Remember that amusement park ride where you went around in circles, slowly at first and then progressively faster and faster, switching directions halfway through, daringly lifting your arms off the lap bar while riding over arches just steep enough to cause your stomach to flipflop, all set to music as the ride operator-turned-DJ spun the hottest tracks of the summer? Maybe you slammed your knee into the car on a turn. Or lost your newly purchased “(insert random beach city here)BP” hat as the ride whipped you around backwards. Or maybe you just lost your lunch. It didn’t matter. You ignored the laundry list of warnings plastered all over the fencing while you not-so-patiently waited your turn. And if you were vertically challenged like me, you mastered how to inconspicuously tiptoe right by the “You must be this tall” sign.

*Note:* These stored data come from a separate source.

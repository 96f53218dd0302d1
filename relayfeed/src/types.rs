//! Canonical metrics model produced by the normalizer, plus connection state.
//! Every leaf is populated; only `disk`, `network` and `frames` are optional.

use std::fmt;

use chrono::{DateTime, Utc};
use serde::Serialize;

#[derive(Debug, Clone, Copy, PartialEq, Eq, Hash, Serialize)]
#[serde(rename_all = "snake_case")]
pub enum ConnectionState {
    Connecting,
    Online,
    /// Failing, but retries are still scheduled.
    Offline,
    /// Gave up; only a manual refresh restarts the feed.
    Error,
}

impl ConnectionState {
    pub fn as_str(self) -> &'static str {
        match self {
            ConnectionState::Connecting => "connecting",
            ConnectionState::Online => "online",
            ConnectionState::Offline => "offline",
            ConnectionState::Error => "error",
        }
    }
}

impl fmt::Display for ConnectionState {
    fn fmt(&self, f: &mut fmt::Formatter<'_>) -> fmt::Result {
        f.write_str(self.as_str())
    }
}

#[derive(Debug, Clone, Copy, Default, PartialEq, Eq, Serialize)]
pub struct Players {
    pub total: u64,
    pub playing: u64,
    pub idle: u64,
}

impl Players {
    pub fn playing_pct(&self) -> f64 {
        ratio_pct(self.playing, self.total)
    }
}

#[derive(Debug, Clone, Copy, Default, PartialEq, Eq, Serialize)]
pub struct Memory {
    pub used_bytes: u64,
    pub total_bytes: u64,
    pub free_bytes: u64,
    pub cached_bytes: u64,
}

impl Memory {
    pub fn usage_pct(&self) -> f64 {
        ratio_pct(self.used_bytes, self.total_bytes)
    }
}

#[derive(Debug, Clone, Copy, Default, PartialEq, Serialize)]
pub struct Cpu {
    /// 0..=100
    pub system_load_pct: f64,
    /// 0..=100
    pub process_load_pct: f64,
    pub cores: Option<u32>,
}

#[derive(Debug, Clone, Copy, Default, PartialEq, Eq, Serialize)]
pub struct Disk {
    pub used_bytes: u64,
    pub total_bytes: u64,
}

impl Disk {
    pub fn usage_pct(&self) -> f64 {
        ratio_pct(self.used_bytes, self.total_bytes)
    }
}

/// Bytes per second, derived by differencing cumulative counters.
#[derive(Debug, Clone, Copy, Default, PartialEq, Serialize)]
pub struct NetworkRate {
    pub upload_bps: f64,
    pub download_bps: f64,
}

#[derive(Debug, Clone, Copy, Default, PartialEq, Eq, Serialize)]
pub struct Frames {
    pub sent: u64,
    pub nulled: u64,
    pub deficit: u64,
    pub expected: u64,
}

#[derive(Debug, Clone, PartialEq, Serialize)]
pub struct MetricsSnapshot {
    pub ping_ms: Option<u64>,
    pub uptime_ms: u64,
    pub players: Players,
    pub memory: Memory,
    pub cpu: Cpu,
    pub disk: Option<Disk>,
    pub network: Option<NetworkRate>,
    pub frames: Option<Frames>,
    pub sources: Vec<String>,
    pub filters: Vec<String>,
    pub received_at: DateTime<Utc>,
}

impl MetricsSnapshot {
    /// Snapshot with every field at its default, stamped `received_at`.
    pub fn empty(received_at: DateTime<Utc>) -> Self {
        Self {
            ping_ms: None,
            uptime_ms: 0,
            players: Players::default(),
            memory: Memory::default(),
            cpu: Cpu::default(),
            disk: None,
            network: None,
            frames: None,
            sources: Vec::new(),
            filters: Vec::new(),
            received_at,
        }
    }

    /// Server uptime advanced by the local time elapsed since this snapshot
    /// arrived, so a display clock keeps ticking between updates.
    pub fn uptime_at(&self, now: DateTime<Utc>) -> u64 {
        let elapsed = (now - self.received_at).num_milliseconds().max(0) as u64;
        self.uptime_ms.saturating_add(elapsed)
    }
}

/// Display grade for a round-trip latency.
#[derive(Debug, Clone, Copy, PartialEq, Eq, Serialize)]
pub enum PingGrade {
    Excellent,
    Good,
    Fair,
    Slow,
}

impl PingGrade {
    pub fn from_ms(ms: u64) -> Self {
        match ms {
            0..=99 => PingGrade::Excellent,
            100..=299 => PingGrade::Good,
            300..=499 => PingGrade::Fair,
            _ => PingGrade::Slow,
        }
    }

    pub fn label(self) -> &'static str {
        match self {
            PingGrade::Excellent => "Excellent",
            PingGrade::Good => "Good",
            PingGrade::Fair => "Fair",
            PingGrade::Slow => "Slow",
        }
    }
}

fn ratio_pct(part: u64, whole: u64) -> f64 {
    if whole == 0 {
        return 0.0;
    }
    (part as f64 / whole as f64 * 100.0).clamp(0.0, 100.0)
}

#[cfg(test)]
mod tests {
    use super::*;
    use chrono::Duration;

    #[test]
    fn uptime_ticks_from_received_at() {
        let at = Utc::now();
        let mut s = MetricsSnapshot::empty(at);
        s.uptime_ms = 60_000;
        assert_eq!(s.uptime_at(at), 60_000);
        assert_eq!(s.uptime_at(at + Duration::seconds(3)), 63_000);
        // clock skew backwards never rewinds uptime
        assert_eq!(s.uptime_at(at - Duration::seconds(3)), 60_000);
    }

    #[test]
    fn usage_pct_handles_zero_total() {
        let m = Memory::default();
        assert_eq!(m.usage_pct(), 0.0);
        let d = Disk {
            used_bytes: 25,
            total_bytes: 100,
        };
        assert_eq!(d.usage_pct(), 25.0);
    }

    #[test]
    fn ping_grades() {
        assert_eq!(PingGrade::from_ms(42), PingGrade::Excellent);
        assert_eq!(PingGrade::from_ms(100), PingGrade::Good);
        assert_eq!(PingGrade::from_ms(499), PingGrade::Fair);
        assert_eq!(PingGrade::from_ms(1200), PingGrade::Slow);
    }
}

No matter where you were on the boardwalk, carnival or fair, you could hear the music from that ride blaring and you just had to go check it out. And if you weren’t fortunate (or brave) enough to ride it, you still stood and watched for a while, tapping your foot or shaking your tush to the beat.

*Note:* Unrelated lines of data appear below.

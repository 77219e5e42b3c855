//! Tile layers, the spatial tile index and map assembly
//!
//! A layer is a dense grid of optional static tiles. World-rect queries
//! convert corners to tile coordinates by integer division and visit only
//! the covered sub-rectangle, so "colliders near the player" is
//! O(tiles-covered) instead of O(total-tiles). Out-of-bounds access never
//! panics: reads return nothing, writes are dropped.

use glam::Vec2;

use super::aabb::{Aabb, overlaps};
use super::projectile::{Projectile, ProjectileKind};
use super::tile::{DisappearingPlatform, Tile, TileKind};
use crate::consts::{
    ARROW_HEIGHT, ARROW_SPEED, ARROW_WIDTH, ARROWS_LAYER, BACKGROUND_LAYER, COINS_LAYER,
    DISAPPEAR_LAYER, TRAPS_LAYER,
};
use crate::map_source::MapSource;

/// A named grid of static tiles with independent visibility/collidability
#[derive(Debug, Clone)]
pub struct Layer {
    name: String,
    width: usize,
    height: usize,
    tile_w: f32,
    tile_h: f32,
    tiles: Vec<Option<Tile>>,
    pub visible: bool,
    pub collidable: bool,
    pub opacity: f32,
}

impl Layer {
    pub fn new(name: impl Into<String>, width: usize, height: usize, tile_w: f32, tile_h: f32) -> Self {
        Self {
            name: name.into(),
            width,
            height,
            tile_w,
            tile_h,
            tiles: vec![None; width * height],
            visible: true,
            collidable: true,
            opacity: 1.0,
        }
    }

    pub fn name(&self) -> &str {
        &self.name
    }

    pub fn width(&self) -> usize {
        self.width
    }

    pub fn height(&self) -> usize {
        self.height
    }

    #[inline]
    fn index(&self, x: usize, y: usize) -> usize {
        y * self.width + x
    }

    pub fn in_bounds(&self, x: i64, y: i64) -> bool {
        x >= 0 && (x as usize) < self.width && y >= 0 && (y as usize) < self.height
    }

    /// Out-of-bounds writes are dropped
    pub fn set_tile(&mut self, x: usize, y: usize, tile: Tile) {
        if x < self.width && y < self.height {
            let idx = self.index(x, y);
            self.tiles[idx] = Some(tile);
        }
    }

    /// Out-of-bounds reads return None
    pub fn tile(&self, x: usize, y: usize) -> Option<&Tile> {
        if x < self.width && y < self.height {
            self.tiles[self.index(x, y)].as_ref()
        } else {
            None
        }
    }

    pub fn tile_mut(&mut self, x: usize, y: usize) -> Option<&mut Tile> {
        if x < self.width && y < self.height {
            let idx = self.index(x, y);
            self.tiles[idx].as_mut()
        } else {
            None
        }
    }

    pub fn remove_tile(&mut self, x: usize, y: usize) -> Option<Tile> {
        if x < self.width && y < self.height {
            let idx = self.index(x, y);
            self.tiles[idx].take()
        } else {
            None
        }
    }

    pub fn clear_tiles(&mut self) {
        self.tiles.fill(None);
    }

    /// World rect to the clamped sub-rectangle of tile coordinates it covers.
    /// Rects straddling the grid boundary clamp; fully-outside rects yield
    /// an empty range.
    fn tile_range(&self, rect: &Aabb) -> Option<(usize, usize, usize, usize)> {
        if self.width == 0 || self.height == 0 || rect.is_empty() {
            return None;
        }
        let x0 = (rect.left() / self.tile_w).floor() as i64;
        let y0 = (rect.top() / self.tile_h).floor() as i64;
        let x1 = (rect.right() / self.tile_w).floor() as i64;
        let y1 = (rect.bottom() / self.tile_h).floor() as i64;
        if x1 < 0 || y1 < 0 || x0 >= self.width as i64 || y0 >= self.height as i64 {
            return None;
        }
        Some((
            x0.max(0) as usize,
            y0.max(0) as usize,
            x1.min(self.width as i64 - 1) as usize,
            y1.min(self.height as i64 - 1) as usize,
        ))
    }

    /// Grid coordinates of occupied cells intersecting the rect
    pub fn tiles_in_rect(&self, rect: &Aabb) -> Vec<(usize, usize)> {
        let Some((x0, y0, x1, y1)) = self.tile_range(rect) else {
            return Vec::new();
        };
        let mut out = Vec::new();
        for y in y0..=y1 {
            for x in x0..=x1 {
                if self.tiles[self.index(x, y)].is_some() {
                    out.push((x, y));
                }
            }
        }
        out
    }

    /// Occupied cells with their grid coordinates, row-major
    pub fn iter_tiles(&self) -> impl Iterator<Item = (usize, usize, &Tile)> {
        self.tiles.iter().enumerate().filter_map(|(i, t)| {
            t.as_ref().map(|tile| (i % self.width, i / self.width, tile))
        })
    }

    pub fn tile_to_world(&self, x: usize, y: usize) -> Aabb {
        Aabb::new(
            x as f32 * self.tile_w,
            y as f32 * self.tile_h,
            self.tile_w,
            self.tile_h,
        )
    }
}

/// Handle to a static collider returned by the spatial query
#[derive(Debug, Clone, Copy, PartialEq, Eq)]
pub enum StaticHandle {
    /// A tile in `Map::layers[layer]` at grid cell (x, y)
    Tile { layer: usize, x: usize, y: usize },
    /// Index into `Map::disappearing`
    Platform(usize),
}

/// The world: ordered layers, dynamic entities spun off them, dimensions
#[derive(Debug, Clone, Default)]
pub struct Map {
    pub layers: Vec<Layer>,
    pub projectiles: Vec<Projectile>,
    pub disappearing: Vec<DisappearingPlatform>,
    width: usize,
    height: usize,
    tile_w: f32,
    tile_h: f32,
    player_start: Option<Vec2>,
}

impl Map {
    pub fn new(width: usize, height: usize, tile_w: f32, tile_h: f32) -> Self {
        Self {
            layers: Vec::new(),
            projectiles: Vec::new(),
            disappearing: Vec::new(),
            width,
            height,
            tile_w,
            tile_h,
            player_start: None,
        }
    }

    /// Assemble a map from pre-parsed map-source data, converting the
    /// specially-named layers into dynamic entities. A grid cell is owned by
    /// either the static grid or a dynamic entity, never both.
    pub fn from_source(source: &MapSource) -> Self {
        let mut map = Map::new(
            source.width,
            source.height,
            source.tile_width as f32,
            source.tile_height as f32,
        );
        map.player_start = source.player_start.map(|(x, y)| Vec2::new(x, y));

        for src_layer in &source.layers {
            let mut layer = Layer::new(
                src_layer.name.clone(),
                source.width,
                source.height,
                map.tile_w,
                map.tile_h,
            );
            layer.visible = src_layer.visible;
            layer.opacity = src_layer.opacity;

            for (i, &gid) in src_layer.data.iter().enumerate() {
                if gid == 0 {
                    continue; // empty cell
                }
                let Some(sprite) = source.resolve_gid(gid) else {
                    log::warn!(
                        "layer '{}': gid {} matches no tileset, skipping",
                        src_layer.name,
                        gid
                    );
                    continue;
                };
                let x = i % source.width;
                let y = i / source.width;
                let bounds = layer.tile_to_world(x, y);
                layer.set_tile(x, y, Tile::plain(bounds, Some(sprite)));
            }

            match layer.name() {
                BACKGROUND_LAYER => {
                    layer.collidable = false;
                    map.layers.push(layer);
                }
                COINS_LAYER => {
                    // Coin tiles become projectiles; the layer's static grid
                    // is dropped entirely
                    let mut count = 0;
                    for (_, _, tile) in layer.iter_tiles() {
                        map.projectiles.push(Projectile::new(
                            ProjectileKind::Coin,
                            tile.bounds,
                            tile.sprite,
                        ));
                        count += 1;
                    }
                    log::info!("layer '{}': spawned {} coins", layer.name(), count);
                }
                TRAPS_LAYER => {
                    // Same cells, lethal kind with a reduced hitbox
                    for slot in layer.tiles.iter_mut().flatten() {
                        slot.kind = TileKind::Trap;
                    }
                    map.layers.push(layer);
                }
                DISAPPEAR_LAYER => {
                    // Platforms leave the static grid and live in their own
                    // list so the phase machine can gate collidability
                    let mut platforms = Vec::new();
                    for (_, _, tile) in layer.iter_tiles() {
                        platforms.push(DisappearingPlatform::new(tile.bounds, tile.sprite));
                    }
                    log::info!(
                        "layer '{}': {} disappearing platforms",
                        layer.name(),
                        platforms.len()
                    );
                    map.disappearing.extend(platforms);
                    layer.clear_tiles();
                    map.layers.push(layer);
                }
                ARROWS_LAYER => {
                    let arrows = map.spawn_arrows(&layer);
                    log::info!("layer '{}': spawned {} arrows", layer.name(), arrows);
                    layer.clear_tiles();
                    layer.collidable = false;
                    map.layers.push(layer);
                }
                _ => {
                    // Plain layers (including the slow layer) stay static
                    map.layers.push(layer);
                }
            }
        }

        map
    }

    /// Convert arrow-layer tiles into respawning arrow projectiles.
    /// Direction comes from the spawn cell: left half of the map fires
    /// right, right half fires left, with a vertical bias for the top and
    /// bottom rows.
    fn spawn_arrows(&mut self, layer: &Layer) -> usize {
        let mut count = 0;
        for (x, y, tile) in layer.iter_tiles() {
            let cell = tile.bounds;
            let bounds = Aabb::new(
                cell.left() + (cell.size.x - ARROW_WIDTH) / 2.0,
                cell.top() + (cell.size.y - ARROW_HEIGHT) / 2.0,
                ARROW_WIDTH,
                ARROW_HEIGHT,
            );

            let vx = if x < self.width / 2 {
                ARROW_SPEED
            } else {
                -ARROW_SPEED
            };
            let vy = if y < self.height / 4 {
                ARROW_SPEED * 0.5
            } else if y > self.height * 3 / 4 {
                -ARROW_SPEED * 0.5
            } else {
                0.0
            };

            self.projectiles.push(
                Projectile::new(ProjectileKind::Arrow, bounds, tile.sprite)
                    .with_velocity(Vec2::new(vx, vy)),
            );
            count += 1;
        }
        count
    }

    pub fn width(&self) -> usize {
        self.width
    }

    pub fn height(&self) -> usize {
        self.height
    }

    pub fn tile_size(&self) -> Vec2 {
        Vec2::new(self.tile_w, self.tile_h)
    }

    pub fn player_start(&self) -> Option<Vec2> {
        self.player_start
    }

    /// The playfield rect in world pixels
    pub fn world_bounds(&self) -> Aabb {
        Aabb::new(
            0.0,
            0.0,
            self.width as f32 * self.tile_w,
            self.height as f32 * self.tile_h,
        )
    }

    pub fn layer(&self, name: &str) -> Option<&Layer> {
        self.layers.iter().find(|l| l.name() == name)
    }

    pub fn layer_mut(&mut self, name: &str) -> Option<&mut Layer> {
        self.layers.iter_mut().find(|l| l.name() == name)
    }

    /// All static colliders near a rect: grid tiles from collidable layers
    /// via the spatial index, plus the (few) disappearing platforms scanned
    /// linearly with a collidability filter.
    pub fn statics_in_rect(&self, rect: &Aabb) -> Vec<StaticHandle> {
        let mut out = Vec::new();
        for (li, layer) in self.layers.iter().enumerate() {
            if !layer.collidable {
                continue;
            }
            for (x, y) in layer.tiles_in_rect(rect) {
                out.push(StaticHandle::Tile { layer: li, x, y });
            }
        }
        for (pi, platform) in self.disappearing.iter().enumerate() {
            if !platform.can_collide() {
                continue;
            }
            if overlaps(&platform.collision_bounds(), rect) {
                out.push(StaticHandle::Platform(pi));
            }
        }
        out
    }

    /// Collision bounds for a handle. None when the slot has emptied since
    /// the query, so stale handles are skippable rather than fatal.
    pub fn static_bounds(&self, handle: StaticHandle) -> Option<Aabb> {
        match handle {
            StaticHandle::Tile { layer, x, y } => self
                .layers
                .get(layer)
                .and_then(|l| l.tile(x, y))
                .map(|t| t.collision_bounds()),
            StaticHandle::Platform(i) => self.disappearing.get(i).map(|p| p.collision_bounds()),
        }
    }

    pub fn tile_kind(&self, handle: StaticHandle) -> Option<TileKind> {
        match handle {
            StaticHandle::Tile { layer, x, y } => {
                self.layers.get(layer).and_then(|l| l.tile(x, y)).map(|t| t.kind)
            }
            StaticHandle::Platform(_) => None,
        }
    }

    /// Does the rect touch any tile of the named layer? Used for the slow
    /// status effect. Non-collidable layers apply no effect.
    pub fn rect_on_layer(&self, rect: &Aabb, name: &str) -> bool {
        self.layer(name)
            .is_some_and(|layer| layer.collidable && !layer.tiles_in_rect(rect).is_empty())
    }

    /// Trap-layer test with a real hitbox check: the grid query is coarse,
    /// the reduced trap boxes decide.
    pub fn rect_on_trap(&self, rect: &Aabb) -> bool {
        let Some(layer) = self.layer(TRAPS_LAYER) else {
            return false;
        };
        layer.tiles_in_rect(rect).iter().any(|&(x, y)| {
            layer
                .tile(x, y)
                .is_some_and(|t| t.kind == TileKind::Trap && overlaps(rect, &t.collision_bounds()))
        })
    }

    pub fn update_projectiles(&mut self, dt: f32) {
        let world = self.world_bounds();
        for projectile in &mut self.projectiles {
            projectile.update(dt, &world);
        }
    }

    pub fn update_disappearing(&mut self, dt: f32) {
        for platform in &mut self.disappearing {
            platform.update(dt);
        }
    }

    /// Prune sweep. Must run strictly after all collision dispatch for the
    /// tick so no handle is invalidated mid-resolution.
    pub fn remove_dead_projectiles(&mut self) {
        self.projectiles.retain(|p| !p.should_be_removed());
    }
}

/// Convenience used by tests and embedders needing a minimal solid world
impl Map {
    pub fn with_layer(mut self, layer: Layer) -> Self {
        self.layers.push(layer);
        self
    }
}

Now imagine handing over your tickets and taking your seat as the DJ starts spinning a mashup of Kenny Loggins’ “Danger Zone,” Rihanna/Eminem’s “Monster” and Katy Perry’s “Dark Horse” with a little Psycho shower scene sound effect thrown in? Can you envision it? Maybe you’re amused. Or a little frightened. Or just plain nauseous. Either way, you now have a pretty good idea of what it’s like to be inside my brain most days.

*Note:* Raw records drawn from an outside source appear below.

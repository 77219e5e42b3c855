//! Trapland - a tile-based trap-land platformer runtime
//!
//! Core modules:
//! - `sim`: Deterministic simulation (collision, player physics, entities)
//! - `map_source`: Pre-parsed tile-map data model (the map-file boundary)
//! - `render`: Sprite quad snapshots for an external renderer
//! - `audio`: Sound trigger identifiers for an external mixer
//! - `tuning`: Data-driven gameplay balance

pub mod audio;
pub mod map_source;
pub mod render;
pub mod sim;
pub mod tuning;

pub use map_source::MapSource;
pub use tuning::Tuning;

/// Gameplay constants
pub mod consts {
    /// Fixed simulation timestep (120 Hz)
    pub const SIM_DT: f32 = 1.0 / 120.0;

    /// Default tile dimensions (pixels)
    pub const TILE_WIDTH: f32 = 32.0;
    pub const TILE_HEIGHT: f32 = 32.0;

    /// Player sprite box
    pub const PLAYER_WIDTH: f32 = 32.0;
    pub const PLAYER_HEIGHT: f32 = 48.0;

    /// Horizontal run speed (px/s)
    pub const PLAYER_SPEED: f32 = 180.0;
    /// Constant downward velocity while airborne (px/s)
    pub const GRAVITY_SPEED: f32 = 400.0;
    /// Upward velocity while the jump hold window is open (px/s)
    pub const JUMP_FORCE: f32 = 420.0;
    /// Seconds the jump hold can extend the jump
    pub const JUMP_DURATION: f32 = 0.35;
    /// Jump hold strength multiplier for the second half of the window
    pub const JUMP_TAPER: f32 = 0.5;
    /// Extra downward velocity from fast-fall (px/s)
    pub const FAST_FALL_SPEED: f32 = 220.0;

    /// Dash burst speed (px/s)
    pub const DASH_SPEED: f32 = 600.0;
    /// Seconds a dash lasts
    pub const DASH_DURATION: f32 = 0.18;
    /// Seconds before another dash may start
    pub const DASH_COOLDOWN: f32 = 0.8;

    /// Speed/jump multiplier while on a slow layer
    pub const SLOW_MULTIPLIER: f32 = 0.5;

    /// Height of the probe rect used for the grounded re-check (px)
    pub const GROUND_CHECK_HEIGHT: f32 = 2.0;

    /// Fraction of a trap tile's visual box removed from its hitbox
    pub const TRAP_HITBOX_REDUCTION: f32 = 0.3;

    /// Disappearing platform delays (seconds)
    pub const DISAPPEAR_DELAY: f32 = 0.5;
    pub const REAPPEAR_DELAY: f32 = 3.0;

    /// Arrow projectile
    pub const ARROW_SPEED: f32 = 150.0;
    pub const ARROW_WIDTH: f32 = 24.0;
    pub const ARROW_HEIGHT: f32 = 8.0;
    /// Gravity applied to bullets, px/s^2 (coins and arrows are exempt)
    pub const PROJECTILE_GRAVITY: f32 = 300.0;

    /// Coin bob animation (render-only)
    pub const COIN_BOB_AMPLITUDE: f32 = 16.0;
    pub const COIN_BOB_FREQUENCY: f32 = 2.0;

    /// Velocity retained by a coin bouncing off a static object
    pub const COIN_BOUNCE_DAMPING: f32 = 0.7;

    /// Layer names with load-time semantics
    pub const BACKGROUND_LAYER: &str = "background";
    pub const COINS_LAYER: &str = "coins";
    pub const TRAPS_LAYER: &str = "traps";
    pub const DISAPPEAR_LAYER: &str = "disappearing";
    pub const ARROWS_LAYER: &str = "arrows";
    pub const SLOW_LAYER: &str = "slow";
}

So grab your hat (or your Dramamine) because you just got a free ride – I kinda know the operator. Post a question in the comments to this entry and once I have a fair amount, I’ll do a new post with the answers. And since there’s always that one dummy who causes the ride to be halted mid-song, please remain seated and keep your hands in the car at all times, Or just don’t be an asshole.